CRISPR-Cas12a is a promising tool for nucleic acid detection. However, due to the protein flexibility, Cas12a tolerates mismatches, which limits its specificity. In this study, the single-molecule assay revealed that the length of crRNA regulates the association kinetics between crRNA/Cas12a complex and target DNA. Short-crRNA/Cas12 associates the target dsDNA 2-fold faster than the single-nucleotide mismatched dsDNA, whereas the long-crRNA/Cas12a binds to the fully matched and single-nucleotide mismatched DNA targets with similar rates.
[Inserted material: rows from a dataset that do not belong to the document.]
// SPDX-License-Identifier: MPL-2.0
//! Shop screen: prints split into open and limited editions.
//!
//! The catalog is fetched again on every visit.

use crate::application::content_cache::{LoadState, VisitLoad};
use crate::domain::content::{Edition, ShopCatalog, ShopItem};
use crate::error::Error;
use crate::i18n::fluent::I18n;
use crate::infrastructure::content::ContentSource;
use crate::ui::components::{image_frame, status};
use crate::ui::design_tokens::{sizing, spacing, typography};
use crate::ui::image_store::ImageStore;
use crate::ui::styles;
use iced::widget::{scrollable, Column, Container, Row, Text};
use iced::{alignment, Element, Length};

#[derive(Debug, Default)]
pub struct State {
    pub load: VisitLoad<ShopCatalog>,
}

impl State {
    /// Starts a visit; the returned number tags the fetch result.
    pub fn begin_visit(&mut self) -> u64 {
        self.load.begin()
    }

    #[must_use]
    pub fn catalog(&self) -> Option<&ShopCatalog> {
        self.load.state().ready()
    }
}

#[derive(Debug, Clone)]
pub enum Message {
    Loaded {
        visit: u64,
        result: Result<ShopCatalog, Error>,
    },
}

/// Stores a fetch result; returns `true` if it belonged to the current visit.
pub fn update(message: Message, state: &mut State) -> bool {
    match message {
        Message::Loaded { visit, result } => {
            if let Err(err) = &result {
                tracing::warn!(%err, "shop catalog failed to load");
            }
            state.load.complete(visit, result)
        }
    }
}

pub struct ViewContext<'a> {
    pub i18n: &'a I18n,
    pub state: &'a State,
    pub source: &'a ContentSource,
    pub images: &'a ImageStore,
}

pub fn view<'a, M: 'a>(ctx: ViewContext<'a>) -> Element<'a, M> {
    let catalog = match ctx.state.load.state() {
        LoadState::Loading => return status::message(ctx.i18n.tr("shop-loading")),
        LoadState::Failed(message) => {
            return status::error(
                ctx.i18n
                    .tr_with_args("shop-error", &[("message", message.as_str())]),
            )
        }
        LoadState::Ready(catalog) => catalog,
    };

    let column = Column::new()
        .max_width(sizing::READING_WIDTH)
        .spacing(spacing::XL)
        .push(Text::new(ctx.i18n.tr("shop-title")).size(typography::TITLE_LG))
        .push(section(
            &ctx,
            "shop-open-heading",
            "shop-open-empty",
            &catalog.open_edition,
        ))
        .push(section(
            &ctx,
            "shop-limited-heading",
            "shop-limited-empty",
            &catalog.limited_edition,
        ));

    scrollable(
        Container::new(column)
            .width(Length::Fill)
            .padding(spacing::LG)
            .align_x(alignment::Horizontal::Center),
    )
    .height(Length::Fill)
    .into()
}

fn section<'a, M: 'a>(
    ctx: &ViewContext<'a>,
    heading_key: &str,
    empty_key: &str,
    items: &'a [ShopItem],
) -> Element<'a, M> {
    let column = Column::new()
        .spacing(spacing::MD)
        .push(Text::new(ctx.i18n.tr(heading_key)).size(typography::TITLE_MD));

    if items.is_empty() {
        return column
            .push(
                Text::new(ctx.i18n.tr(empty_key))
                    .size(typography::BODY)
                    .style(styles::text::muted),
            )
            .into();
    }

    items
        .iter()
        .fold(column, |column, item| column.push(item_card(ctx, item)))
        .into()
}

fn item_card<'a, M: 'a>(ctx: &ViewContext<'a>, item: &'a ShopItem) -> Element<'a, M> {
    let slot = item
        .image
        .as_deref()
        .and_then(|reference| ctx.images.slot(&ctx.source.resolve_image(reference)));
    let picture = image_frame::view(
        slot,
        item.title.clone(),
        Length::Fixed(sizing::THUMBNAIL_HEIGHT),
        Length::Fixed(sizing::THUMBNAIL_HEIGHT),
    );

    let availability = if item.is_available() {
        Text::new(ctx.i18n.tr("shop-available"))
            .size(typography::CAPTION)
            .style(styles::text::success)
    } else {
        Text::new(ctx.i18n.tr("shop-sold-out"))
            .size(typography::CAPTION)
            .style(styles::text::error)
    };

    let details = Column::new()
        .spacing(spacing::XS)
        .width(Length::Fill)
        .push(Text::new(item.title.as_str()).size(typography::TITLE_SM))
        .push(Text::new(item.description.as_str()).size(typography::BODY))
        .push(
            Text::new(edition_label(ctx.i18n, item))
                .size(typography::CAPTION)
                .style(styles::text::muted),
        )
        .push(Text::new(item.formatted_price()).size(typography::BODY_LG))
        .push(availability);

    Container::new(
        Row::new()
            .spacing(spacing::MD)
            .align_y(alignment::Vertical::Center)
            .push(picture)
            .push(details),
    )
    .width(Length::Fill)
    .padding(spacing::SM)
    .style(styles::container::panel)
    .into()
}

/// "Open Edition", or "Limited Edition (available/total)".
///
/// A limited item without a declared total counts its available copies.
#[must_use]
pub fn edition_label(i18n: &I18n, item: &ShopItem) -> String {
    match &item.edition {
        Edition::Limited => {
            let available = item.available.to_string();
            let total = item.total.unwrap_or(item.available).to_string();
            i18n.tr_with_args(
                "shop-limited-edition",
                &[("available", available.as_str()), ("total", total.as_str())],
            )
        }
        Edition::Open => i18n.tr("shop-open-edition"),
        Edition::Other(edition) => edition.clone(),
    }
}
These findings are further corroborated by electrophoretic mobility shift assay (EMSA) and double-stranded DNA (dsDNA) cleavage results. Inspired by these findings, we established stem-loop amplification conjugated short crRNA CRISPR-Cas12a (SlashCas12a) detection. In this approach, stem-loop-mediated microRNA reverse transcription was harnessed to enhance the amplification efficiency of the short single-stranded RNA. The short-crRNA Cas12a specifically distinguishes the single mismatched miRNA homologs, i.e. let-7a family members. The introduction of PAM containing stem-loop can break through the limitation of PAM for Cas12a and efficiently amplify the miRNAs. Multiple miRNAs, including miR-122b, miR-21, and let-7a, can be efficiently detected, and the limit of detection is up to 7.8 aM. Furthermore, the distinct expression of miR-21 and let-7a can be detected in the lung adenocarcinoma and breast samples using this method. These results demonstrate the appropriate crRNA engineering will extend the application of Cas12a in the specific molecule diagnosis.